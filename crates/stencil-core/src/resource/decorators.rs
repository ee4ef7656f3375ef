//! Caching and value-adapting resource decorators

use super::{unsupported, BoxResourceProvider, Resource, ResourceProvider};
use crate::provider::{Cache, ProviderResult};
use async_trait::async_trait;
use std::sync::Arc;
use url::Url;

/// Caches resolved resources, keyed by the URL string
pub struct CachedResourceProvider<T> {
    inner: BoxResourceProvider<T>,
    cache: Arc<dyn Cache<Resource<T>>>,
}

impl<T> CachedResourceProvider<T> {
    pub fn new(inner: BoxResourceProvider<T>, cache: Arc<dyn Cache<Resource<T>>>) -> Self {
        Self { inner, cache }
    }
}

#[async_trait]
impl<T> ResourceProvider<T> for CachedResourceProvider<T>
where
    T: Send + 'static,
{
    fn supports(&self, url: &Url) -> bool {
        self.inner.supports(url)
    }

    async fn get(&self, url: &Url) -> ProviderResult<Resource<T>> {
        if !self.inner.supports(url) {
            return Err(unsupported(url));
        }
        self.cache.get(url.as_str(), self.inner.get(url)).await
    }
}

type Adapter<T, U> = Box<dyn Fn(T, &Url) -> ProviderResult<U> + Send + Sync>;

/// Transforms the value of every successfully resolved resource
pub struct AdaptedProvider<T, U> {
    inner: BoxResourceProvider<T>,
    adapter: Adapter<T, U>,
}

impl<T, U> AdaptedProvider<T, U> {
    pub fn new<F>(inner: BoxResourceProvider<T>, adapter: F) -> Self
    where
        F: Fn(T, &Url) -> ProviderResult<U> + Send + Sync + 'static,
    {
        Self {
            inner,
            adapter: Box::new(adapter),
        }
    }
}

#[async_trait]
impl<T, U> ResourceProvider<U> for AdaptedProvider<T, U>
where
    T: Send,
    U: Send,
{
    fn supports(&self, url: &Url) -> bool {
        self.inner.supports(url)
    }

    async fn get(&self, url: &Url) -> ProviderResult<Resource<U>> {
        let resource = self.inner.get(url).await?;
        let value = (self.adapter)(resource.value, &resource.url)?;
        Ok(Resource::new(resource.url, value))
    }
}

#[cfg(test)]
mod tests {
    use super::*;
    use crate::error::ProviderError;
    use crate::provider::InMemoryCache;
    use crate::resource::testing::{boxed, Stub, StubProvider};
    use std::sync::atomic::Ordering;

    #[tokio::test]
    async fn test_cached_resource_fetches_once_per_url() {
        let stub = StubProvider::new("https", Stub::Found("body"));
        let calls = stub.calls.clone();
        let provider = CachedResourceProvider::new(boxed(stub), Arc::new(InMemoryCache::new()));

        let a = Url::parse("https://example.com/a").unwrap();
        let b = Url::parse("https://example.com/b").unwrap();
        provider.get(&a).await.unwrap();
        provider.get(&a).await.unwrap();
        provider.get(&b).await.unwrap();
        assert_eq!(calls.load(Ordering::SeqCst), 2);
    }

    #[tokio::test]
    async fn test_cached_resource_rejects_unsupported_without_caching() {
        let stub = StubProvider::new("https", Stub::Found("body"));
        let calls = stub.calls.clone();
        let provider = CachedResourceProvider::new(boxed(stub), Arc::new(InMemoryCache::new()));

        let error = provider
            .get(&Url::parse("file:///tmp/x").unwrap())
            .await
            .unwrap_err();
        assert!(matches!(error, ProviderError::Unsupported(_)));
        assert_eq!(calls.load(Ordering::SeqCst), 0);
    }

    #[tokio::test]
    async fn test_adapted_maps_value() {
        let provider = AdaptedProvider::new(
            boxed(StubProvider::new("https", Stub::Found("hello"))),
            |value: String, _url: &Url| Ok(value.len()),
        );
        let resource = provider
            .get(&Url::parse("https://example.com/a").unwrap())
            .await
            .unwrap();
        assert_eq!(resource.value, 5);
    }

    #[tokio::test]
    async fn test_adapted_propagates_adapter_errors() {
        let provider: AdaptedProvider<String, u32> = AdaptedProvider::new(
            boxed(StubProvider::new("https", Stub::Found("abc"))),
            |value: String, _url: &Url| {
                value
                    .parse::<u32>()
                    .map_err(|e| ProviderError::failed_with("not a number", e))
            },
        );
        let error = provider
            .get(&Url::parse("https://example.com/a").unwrap())
            .await
            .unwrap_err();
        assert_eq!(error.to_string(), "not a number");
    }
}
/// File names looked up when a template is a directory
pub const TEMPLATE_FILES: [&str; 3] = ["template.json", "template.yaml", "template.yml"];

/// A declarative scaffolding workflow
#[derive(Debug, Clone, PartialEq, Serialize, Deserialize)]
pub struct Template {
    #[serde(default, skip_serializing_if = "Option::is_none")]
    pub title: Option<String>,

    #[serde(default, skip_serializing_if = "Option::is_none")]
    pub description: Option<String>,

    /// Minimum runtime version the template was written for
    #[serde(default, skip_serializing_if = "Option::is_none")]
    pub version: Option<String>,

    #[serde(default, skip_serializing_if = "IndexMap::is_empty")]
    pub options: IndexMap<String, OptionDefinition>,

    pub actions: Vec<ActionDefinition>,
}

/// Type-specific constraints of an option
#[derive(Debug, Clone, PartialEq, Serialize, Deserialize)]
#[serde(tag = "type", rename_all = "lowercase")]
pub enum OptionKind {
    String {
        #[serde(default, skip_serializing_if = "Option::is_none")]
        choices: Option<Vec<String>>,
    },
    Boolean,
    Number {
        #[serde(default, skip_serializing_if = "Option::is_none")]
        minimum: Option<f64>,
        #[serde(default, skip_serializing_if = "Option::is_none")]
        maximum: Option<f64>,
    },
    Array,
}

About this task:
Please output all of the entries without changing a single character.

Solution to this problem:
filename crates/stencil-core/src/resource/decorators.rs
repository ee4ef7656f3375ef
//! Caching and value-adapting resource decorators

use super::{unsupported, BoxResourceProvider, Resource, ResourceProvider};
use crate::provider::{Cache, ProviderResult};
use async_trait::async_trait;
use std::sync::Arc;
use url::Url;

/// Caches resolved resources, keyed by the URL string
pub struct CachedResourceProvider<T> {
    inner: BoxResourceProvider<T>,
    cache: Arc<dyn Cache<Resource<T>>>,
}

impl<T> CachedResourceProvider<T> {
    pub fn new(inner: BoxResourceProvider<T>, cache: Arc<dyn Cache<Resource<T>>>) -> Self {
        Self { inner, cache }
    }
}

#[async_trait]
impl<T> ResourceProvider<T> for CachedResourceProvider<T>
where
    T: Send + 'static,
{
    fn supports(&self, url: &Url) -> bool {
        self.inner.supports(url)
    }

    async fn get(&self, url: &Url) -> ProviderResult<Resource<T>> {
        if !self.inner.supports(url) {
            return Err(unsupported(url));
        }
        self.cache.get(url.as_str(), self.inner.get(url)).await
    }
}

type Adapter<T, U> = Box<dyn Fn(T, &Url) -> ProviderResult<U> + Send + Sync>;

/// Transforms the value of every successfully resolved resource
pub struct AdaptedProvider<T, U> {
    inner: BoxResourceProvider<T>,
    adapter: Adapter<T, U>,
}

impl<T, U> AdaptedProvider<T, U> {
    pub fn new<F>(inner: BoxResourceProvider<T>, adapter: F) -> Self
    where
        F: Fn(T, &Url) -> ProviderResult<U> + Send + Sync + 'static,
    {
        Self {
            inner,
            adapter: Box::new(adapter),
        }
    }
}

#[async_trait]
impl<T, U> ResourceProvider<U> for AdaptedProvider<T, U>
where
    T: Send,
    U: Send,
{
    fn supports(&self, url: &Url) -> bool {
        self.inner.supports(url)
    }

    async fn get(&self, url: &Url) -> ProviderResult<Resource<U>> {
        let resource = self.inner.get(url).await?;
        let value = (self.adapter)(resource.value, &resource.url)?;
        Ok(Resource::new(resource.url, value))
    }
}

#[cfg(test)]
mod tests {
    use super::*;
    use crate::error::ProviderError;
    use crate::provider::InMemoryCache;
    use crate::resource::testing::{boxed, Stub, StubProvider};
    use std::sync::atomic::Ordering;

    #[tokio::test]
    async fn test_cached_resource_fetches_once_per_url() {
        let stub = StubProvider::new("https", Stub::Found("body"));
        let calls = stub.calls.clone();
        let provider = CachedResourceProvider::new(boxed(stub), Arc::new(InMemoryCache::new()));

        let a = Url::parse("https://example.com/a").unwrap();
        let b = Url::parse("https://example.com/b").unwrap();
        provider.get(&a).await.unwrap();
        provider.get(&a).await.unwrap();
        provider.get(&b).await.unwrap();
        assert_eq!(calls.load(Ordering::SeqCst), 2);
    }

    #[tokio::test]
    async fn test_cached_resource_rejects_unsupported_without_caching() {
        let stub = StubProvider::new("https", Stub::Found("body"));
        let calls = stub.calls.clone();
        let provider = CachedResourceProvider::new(boxed(stub), Arc::new(InMemoryCache::new()));

        let error = provider
            .get(&Url::parse("file:///tmp/x").unwrap())
            .await
            .unwrap_err();
        assert!(matches!(error, ProviderError::Unsupported(_)));
        assert_eq!(calls.load(Ordering::SeqCst), 0);
    }

    #[tokio::test]
    async fn test_adapted_maps_value() {
        let provider = AdaptedProvider::new(
            boxed(StubProvider::new("https", Stub::Found("hello"))),
            |value: String, _url: &Url| Ok(value.len()),
        );
        let resource = provider
            .get(&Url::parse("https://example.com/a").unwrap())
            .await
            .unwrap();
        assert_eq!(resource.value, 5);
    }

    #[tokio::test]
    async fn test_adapted_propagates_adapter_errors() {
        let provider: AdaptedProvider<String, u32> = AdaptedProvider::new(
            boxed(StubProvider::new("https", Stub::Found("abc"))),
            |value: String, _url: &Url| {
                value
                    .parse::<u32>()
                    .map_err(|e| ProviderError::failed_with("not a number", e))
            },
        );
        let error = provider
            .get(&Url::parse("https://example.com/a").unwrap())
            .await
            .unwrap_err();
        assert_eq!(error.to_string(), "not a number");
    }
}
/// File names looked up when a template is a directory
pub const TEMPLATE_FILES: [&str; 3] = ["template.json", "template.yaml", "template.yml"];

/// A declarative scaffolding workflow
#[derive(Debug, Clone, PartialEq, Serialize, Deserialize)]
pub struct Template {
    #[serde(default, skip_serializing_if = "Option::is_none")]
    pub title: Option<String>,

    #[serde(default, skip_serializing_if = "Option::is_none")]
    pub description: Option<String>,

    /// Minimum runtime version the template was written for
    #[serde(default, skip_serializing_if = "Option::is_none")]
    pub version: Option<String>,

    #[serde(default, skip_serializing_if = "IndexMap::is_empty")]
    pub options: IndexMap<String, OptionDefinition>,

    pub actions: Vec<ActionDefinition>,
}

/// Type-specific constraints of an option
#[derive(Debug, Clone, PartialEq, Serialize, Deserialize)]
#[serde(tag = "type", rename_all = "lowercase")]
pub enum OptionKind {
    String {
        #[serde(default, skip_serializing_if = "Option::is_none")]
        choices: Option<Vec<String>>,
    },
    Boolean,
    Number {
        #[serde(default, skip_serializing_if = "Option::is_none")]
        minimum: Option<f64>,
        #[serde(default, skip_serializing_if = "Option::is_none")]
        maximum: Option<f64>,
    },
    Array,
}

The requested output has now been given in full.